When the CCI moves lower, silver will GENERALLY move lower along with it. When the CCI moved higher, silver generally moved higher along with it, especially since September of last year when the chart pattern between the two has been almost identical.
The charts simply do not lie but it has been my experience that those with closed minds will never be convinced no matter what illustrations are shown them. For one to continue blaming Morgan for the downdraft in silver even as the CCI has been plummeting suggests that somehow MOrgan is responsible for taking the entirety of the commodity complex lower. Never mind the fact that hedge fund short positions are going up as the commodity sector goes lower -
By the way, have you noticed that the CCI is moving strongly higher today and SURPRISE, so too is silver.
Some of us old time traders well remember the link that used to be between silver and soybean prices. Typically when soybeans were moving higher in a weather market, silver would move higher as well.
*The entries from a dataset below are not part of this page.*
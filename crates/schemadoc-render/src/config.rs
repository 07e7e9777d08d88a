use std::fmt;
use std::path::PathBuf;

use serde::{Deserialize, Serialize};

use crate::errors::{RenderError, Result};

pub const DEFAULT_TICK: &str = "✔️";
pub const DEFAULT_CROSS: &str = "❌";
pub const DEFAULT_SQL_DIALECT: &str = "postgresql";
pub const MAX_HEADING_LEVEL: u8 = 6;

/// Column attribute that can be shown as a table column.
#[derive(Debug, Clone, Copy, PartialEq, Eq, Hash, Serialize, Deserialize)]
#[serde(rename_all = "snake_case")]
pub enum Field {
    Column,
    Type,
    Nullable,
    Default,
    PrimaryKey,
    Unique,
    ForeignKey,
    /// Target of the column's foreign key.
    References,
    Comment,
}

impl Field {
    pub const ALL: [Field; 9] = [
        Field::Column,
        Field::Type,
        Field::Nullable,
        Field::Default,
        Field::PrimaryKey,
        Field::Unique,
        Field::ForeignKey,
        Field::References,
        Field::Comment,
    ];

    pub fn name(self) -> &'static str {
        match self {
            Field::Column => "column",
            Field::Type => "type",
            Field::Nullable => "nullable",
            Field::Default => "default",
            Field::PrimaryKey => "primary_key",
            Field::Unique => "unique",
            Field::ForeignKey => "foreign_key",
            Field::References => "references",
            Field::Comment => "comment",
        }
    }

    pub fn parse(value: &str) -> Option<Self> {
        Field::ALL.into_iter().find(|field| field.name() == value)
    }

    /// Fields rendered with the tick/cross symbols.
    pub fn is_boolean(self) -> bool {
        matches!(
            self,
            Field::Nullable | Field::PrimaryKey | Field::Unique | Field::ForeignKey
        )
    }

    pub(crate) fn expected() -> String {
        let names: Vec<&str> = Field::ALL.iter().map(|field| field.name()).collect();
        format!("one of {}", names.join(", "))
    }
}

impl fmt::Display for Field {
    fn fmt(&self, f: &mut fmt::Formatter<'_>) -> fmt::Result {
        f.write_str(self.name())
    }
}

pub fn default_fields() -> Vec<Field> {
    vec![
        Field::Column,
        Field::Type,
        Field::Nullable,
        Field::Default,
        Field::PrimaryKey,
        Field::Unique,
        Field::ForeignKey,
    ]
}

/// Cell alignment encoded in the markdown separator row.
#[derive(Debug, Clone, Copy, PartialEq, Eq, Default, Serialize, Deserialize)]
#[serde(rename_all = "snake_case")]
pub enum TextAlign {
    #[default]
    Left,
    Center,
    Right,
}

impl TextAlign {
    pub fn parse(value: &str) -> Option<Self> {
        match value {
            "left" => Some(TextAlign::Left),
            "center" => Some(TextAlign::Center),
            "right" => Some(TextAlign::Right),
            _ => None,
        }
    }
}

/// Order of the tables a multi-table render documents.
#[derive(Debug, Clone, Copy, PartialEq, Eq, Default, Serialize, Deserialize)]
#[serde(rename_all = "snake_case")]
pub enum SortBy {
    /// Snapshot (registry) order.
    #[default]
    #[serde(rename = "none")]
    Snapshot,
    /// Bare table name, schema breaking ties.
    Name,
}

impl SortBy {
    pub fn parse(value: &str) -> Option<Self> {
        match value {
            "none" => Some(SortBy::Snapshot),
            "name" => Some(SortBy::Name),
            _ => None,
        }
    }
}

/// `[table_style]` block.
#[derive(Debug, Clone, PartialEq, Eq, Serialize, Deserialize)]
#[serde(default, deny_unknown_fields)]
pub struct TableStyleConfig {
    pub tick: String,
    pub cross: String,
    pub fields: Vec<Field>,
    pub heading_level: u8,
    pub schema_heading_level: u8,
    pub text_align: TextAlign,
}

impl Default for TableStyleConfig {
    fn default() -> Self {
        Self {
            tick: DEFAULT_TICK.to_string(),
            cross: DEFAULT_CROSS.to_string(),
            fields: default_fields(),
            heading_level: 2,
            schema_heading_level: 1,
            text_align: TextAlign::Left,
        }
    }
}

/// `[filter]` block.
#[derive(Debug, Clone, Default, PartialEq, Eq, Serialize, Deserialize)]
#[serde(default, deny_unknown_fields)]
pub struct FilterConfig {
    pub include_tables: Vec<String>,
    pub exclude_tables: Vec<String>,
}

/// `[display]` block.
#[derive(Debug, Clone, PartialEq, Eq, Serialize, Deserialize)]
#[serde(default, deny_unknown_fields)]
pub struct DisplayConfig {
    pub show_indexes: bool,
    pub show_constraints: bool,
    pub show_sql: bool,
    pub sql_dialect: String,
    pub group_by_schema: bool,
    pub sort_by: SortBy,
}

impl Default for DisplayConfig {
    fn default() -> Self {
        Self {
            show_indexes: true,
            show_constraints: true,
            show_sql: false,
            sql_dialect: DEFAULT_SQL_DIALECT.to_string(),
            group_by_schema: false,
            sort_by: SortBy::Snapshot,
        }
    }
}

/// Global settings, validated once at startup and read-only afterwards.
#[derive(Debug, Clone, PartialEq, Eq, Serialize, Deserialize)]
#[serde(deny_unknown_fields)]
pub struct GlobalConfig {
    /// Reference handed to the schema provider.
    pub base_class: String,
    #[serde(default, skip_serializing_if = "Option::is_none")]
    pub app_path: Option<PathBuf>,
    /// Extra directories the schema provider searches.
    #[serde(default, rename = "python_path", skip_serializing_if = "Vec::is_empty")]
    pub search_paths: Vec<PathBuf>,
    #[serde(default)]
    pub table_style: TableStyleConfig,
    #[serde(default)]
    pub filter: FilterConfig,
    #[serde(default)]
    pub display: DisplayConfig,
}

impl GlobalConfig {
    /// Minimal configuration pointing at `base_class` with default styling.
    pub fn new(base_class: impl Into<String>) -> Self {
        Self {
            base_class: base_class.into(),
            app_path: None,
            search_paths: Vec::new(),
            table_style: TableStyleConfig::default(),
            filter: FilterConfig::default(),
            display: DisplayConfig::default(),
        }
    }

    /// Parse and validate a TOML settings document.
    pub fn from_toml_str(contents: &str) -> Result<Self> {
        let config: GlobalConfig = toml::from_str(contents)
            .map_err(|err| RenderError::ConfigValidation(err.to_string()))?;
        config.validate()?;
        Ok(config)
    }

    /// Validate a raw settings table handed over by a host tool.
    pub fn from_table(table: toml::Table) -> Result<Self> {
        let config: GlobalConfig = toml::Value::Table(table)
            .try_into()
            .map_err(|err: toml::de::Error| RenderError::ConfigValidation(err.to_string()))?;
        config.validate()?;
        Ok(config)
    }

    /// Check the invariants serde cannot express.
    pub fn validate(&self) -> Result<()> {
        if self.base_class.trim().is_empty() {
            return Err(RenderError::ConfigValidation(
                "base_class must not be empty".to_string(),
            ));
        }

        let style = &self.table_style;
        for (key, level) in [
            ("table_style.heading_level", style.heading_level),
            ("table_style.schema_heading_level", style.schema_heading_level),
        ] {
            if !(1..=MAX_HEADING_LEVEL).contains(&level) {
                return Err(RenderError::ConfigValidation(format!(
                    "{key} must be between 1 and {MAX_HEADING_LEVEL}, got {level}"
                )));
            }
        }

        if style.fields.is_empty() {
            return Err(RenderError::ConfigValidation(
                "table_style.fields must list at least one field".to_string(),
            ));
        }

        if self.display.sql_dialect.trim().is_empty() {
            return Err(RenderError::ConfigValidation(
                "display.sql_dialect must not be empty".to_string(),
            ));
        }

        Ok(())
    }

    /// Defaults every tag starts from before its overrides are applied.
    pub fn render_config(&self) -> RenderConfig {
        RenderConfig {
            fields: self.table_style.fields.clone(),
            tick: self.table_style.tick.clone(),
            cross: self.table_style.cross.clone(),
            heading_level: self.table_style.heading_level,
            schema_heading_level: self.table_style.schema_heading_level,
            text_align: self.table_style.text_align,
            include_tables: self.filter.include_tables.clone(),
            exclude_tables: self.filter.exclude_tables.clone(),
            table: None,
            show_indexes: self.display.show_indexes,
            show_constraints: self.display.show_constraints,
            show_sql: self.display.show_sql,
            sql_dialect: self.display.sql_dialect.clone(),
            group_by_schema: self.display.group_by_schema,
            sort_by: self.display.sort_by,
        }
    }
}

/// Fully merged configuration for exactly one render call.
#[derive(Debug, Clone, PartialEq, Eq)]
pub struct RenderConfig {
    pub fields: Vec<Field>,
    pub tick: String,
    pub cross: String,
    pub heading_level: u8,
    pub schema_heading_level: u8,
    pub text_align: TextAlign,
    pub include_tables: Vec<String>,
    /// Takes precedence over `include_tables`.
    pub exclude_tables: Vec<String>,
    /// Single-table selector; bypasses include/exclude when set.
    pub table: Option<String>,
    pub show_indexes: bool,
    pub show_constraints: bool,
    pub show_sql: bool,
    pub sql_dialect: String,
    pub group_by_schema: bool,
    pub sort_by: SortBy,
}

impl Default for RenderConfig {
    fn default() -> Self {
        GlobalConfig::new("schema.json").render_config()
    }
}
Guess what - Soybeans are in a full fledged weather market as the drought pattern worsens over the MidWest and the entire grain complex is soaring with new crop corn locked at the limit up price.
It sounds weird, but we traders back then would draw a connection between rising grain prices and inflationary pressures and would oftentimes buy silver as a result. Looks like the old link might still be there, even though the equity markets are moving lower today and there is some light strength in the US Dollar.
If grain prices start a strong trending move higher and begin gathering more upward momentum, it is going to impact the general price of food moving foward and that will be inflationary from a supply standpoint. The big question is what will happen to the demand side of the equation if high grain prices begin choking off demand, particularly in a rotten global economy. The battle royale between the macro picture and the various fundamentals across the commodity markets continues.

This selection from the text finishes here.